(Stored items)
Content starts

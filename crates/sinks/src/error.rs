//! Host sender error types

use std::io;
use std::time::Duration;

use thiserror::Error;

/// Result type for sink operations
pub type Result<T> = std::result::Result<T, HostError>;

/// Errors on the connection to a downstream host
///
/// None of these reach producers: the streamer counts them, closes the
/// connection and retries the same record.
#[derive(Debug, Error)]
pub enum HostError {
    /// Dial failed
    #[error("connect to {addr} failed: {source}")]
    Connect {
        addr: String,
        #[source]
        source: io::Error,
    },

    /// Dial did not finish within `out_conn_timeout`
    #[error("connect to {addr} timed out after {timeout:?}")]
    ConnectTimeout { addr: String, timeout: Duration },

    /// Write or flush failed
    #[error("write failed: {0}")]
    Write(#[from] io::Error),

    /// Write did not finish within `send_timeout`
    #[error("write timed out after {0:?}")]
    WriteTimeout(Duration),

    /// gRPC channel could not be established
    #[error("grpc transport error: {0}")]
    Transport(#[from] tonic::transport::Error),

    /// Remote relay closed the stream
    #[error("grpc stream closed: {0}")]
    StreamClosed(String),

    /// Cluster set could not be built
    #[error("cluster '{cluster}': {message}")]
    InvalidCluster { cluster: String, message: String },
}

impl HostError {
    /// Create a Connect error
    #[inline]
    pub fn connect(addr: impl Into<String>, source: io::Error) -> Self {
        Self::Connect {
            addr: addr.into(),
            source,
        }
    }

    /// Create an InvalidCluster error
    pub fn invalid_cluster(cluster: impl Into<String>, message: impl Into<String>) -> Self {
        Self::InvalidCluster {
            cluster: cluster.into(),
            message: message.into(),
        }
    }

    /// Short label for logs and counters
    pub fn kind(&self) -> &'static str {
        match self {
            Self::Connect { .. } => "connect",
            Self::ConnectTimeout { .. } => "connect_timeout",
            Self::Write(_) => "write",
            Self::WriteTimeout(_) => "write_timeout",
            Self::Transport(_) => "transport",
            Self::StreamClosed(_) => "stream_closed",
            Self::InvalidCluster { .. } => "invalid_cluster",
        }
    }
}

Content ends

■ **YOUR ASSIGNMENT**
From the records above, quote only the lines running from the line with "or flush failed" to the line with "closed the stream", both lines included.

■ **EXERCISE RESULT**
    /// Write or flush failed
    #[error("write failed: {0}")]
    Write(#[from] io::Error),

    /// Write did not finish within `send_timeout`
    #[error("write timed out after {0:?}")]
    WriteTimeout(Duration),

    /// gRPC channel could not be established
    #[error("grpc transport error: {0}")]
    Transport(#[from] tonic::transport::Error),

    /// Remote relay closed the stream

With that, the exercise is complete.